« L’État de Côte d’Ivoire a toujours pris les mesures nécessaires pour garantir la sécurité alimentaire, en particulier en ce qui concerne les protéines animales élevées en Côte d’Ivoire. Actuellement, jusqu’à preuve du contraire, ces protéines animales sont disponibles en quantité et en qualité et elles sont accessibles. Nous souhaitons maintenant évoluer vers une nouvelle dimension, celle de la souveraineté alimentaire ». Ces mots sont ceux du conseiller technique au ministère des Ressources animales et halieutiques, Komissiri Dagnogo. Il les a prononcés à Abidjan, le mardi 26 mai 2026 dans le cadre de l’invité du Centre d’information et de la communication gouvernementale (CICG), à l’orée de la fête de la Tabaski 2026. Cette ambition, a-t-il ajouté, sera réalisée grâce à la Politique nationale de développement de l’élevage, de la pêche et de l’aquaculture (PONADEPA 2026-2030) ».

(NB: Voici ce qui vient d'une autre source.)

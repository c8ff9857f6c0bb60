//! Configuration module for tokio_shedder.
//!
//! This module provides centralized configuration loading from environment variables.
//!
//! # Example
//!
//! ```rust,ignore
//! use tokio_shedder::config::Config;
//!
//! let config = Config::from_env()?;
//! println!("CPU threshold: {}", config.shedder.cpu_threshold);
//! ```

mod error;
mod logging;
mod parse;
mod shedder;

pub use error::ConfigError;
pub use logging::{LogFormat, LoggingConfig};
pub use parse::{parse_duration, EnvSource, ProcessEnv};
pub use shedder::ShedderConfig;

/// Complete library configuration.
#[derive(Clone, Debug)]
pub struct Config {
    /// Shedder configuration.
    pub shedder: ShedderConfig,
    /// Logging configuration.
    pub logging: LoggingConfig,
}

impl Config {
    /// Load configuration from environment variables.
    pub fn from_env() -> Result<Self, ConfigError> {
        Self::from_source(&ProcessEnv)
    }

    /// Load configuration from an explicit source.
    pub fn from_source(src: &dyn EnvSource) -> Result<Self, ConfigError> {
        Ok(Self {
            shedder: ShedderConfig::from_source(src)?,
            logging: LoggingConfig::from_source(src)?,
        })
    }

    /// Print configuration summary to log.
    pub fn log_summary(&self) {
        use tracing::info;

        info!("Configuration loaded:");
        if !self.shedder.enabled {
            info!("  Shedding: disabled");
            return;
        }

        let options = self.shedder.options();
        info!(
            "  Window: {:?} ({} buckets of {:?})",
            self.shedder.window,
            self.shedder.buckets,
            options.bucket_duration()
        );
        info!(
            "  CPU threshold: {:.1}% (priority: {:.1}%)",
            self.shedder.cpu_threshold as f64 / 10.0,
            self.shedder.priority_options().cpu_threshold as f64 / 10.0
        );

        if self.shedder.stat_log {
            info!("  Stat log: every {:?}", self.shedder.stat_interval);
        } else {
            info!("  Stat log: disabled");
        }
    }
}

À en croire Komissiri Dagnogo, la PONADEPA 2026-2030 vise à satisfaire 49% des besoins en viandes, 15% des besoins en lait, et 12% en produits halieutiques. Cette stratégie permettra à la Côte d‘Ivoire de produire 109 405 tonnes de viandes et abats ovins pour plus de 62 000 nouveaux emplois générés. De même, il est prévu de construire 23 nouveaux marchés à bétail et d’installer 110 centres de groupage.
Faut-il le rappeler, les besoins nationaux en moutons sont estimés a 350 000 têtes, le gap est comble par la production locale.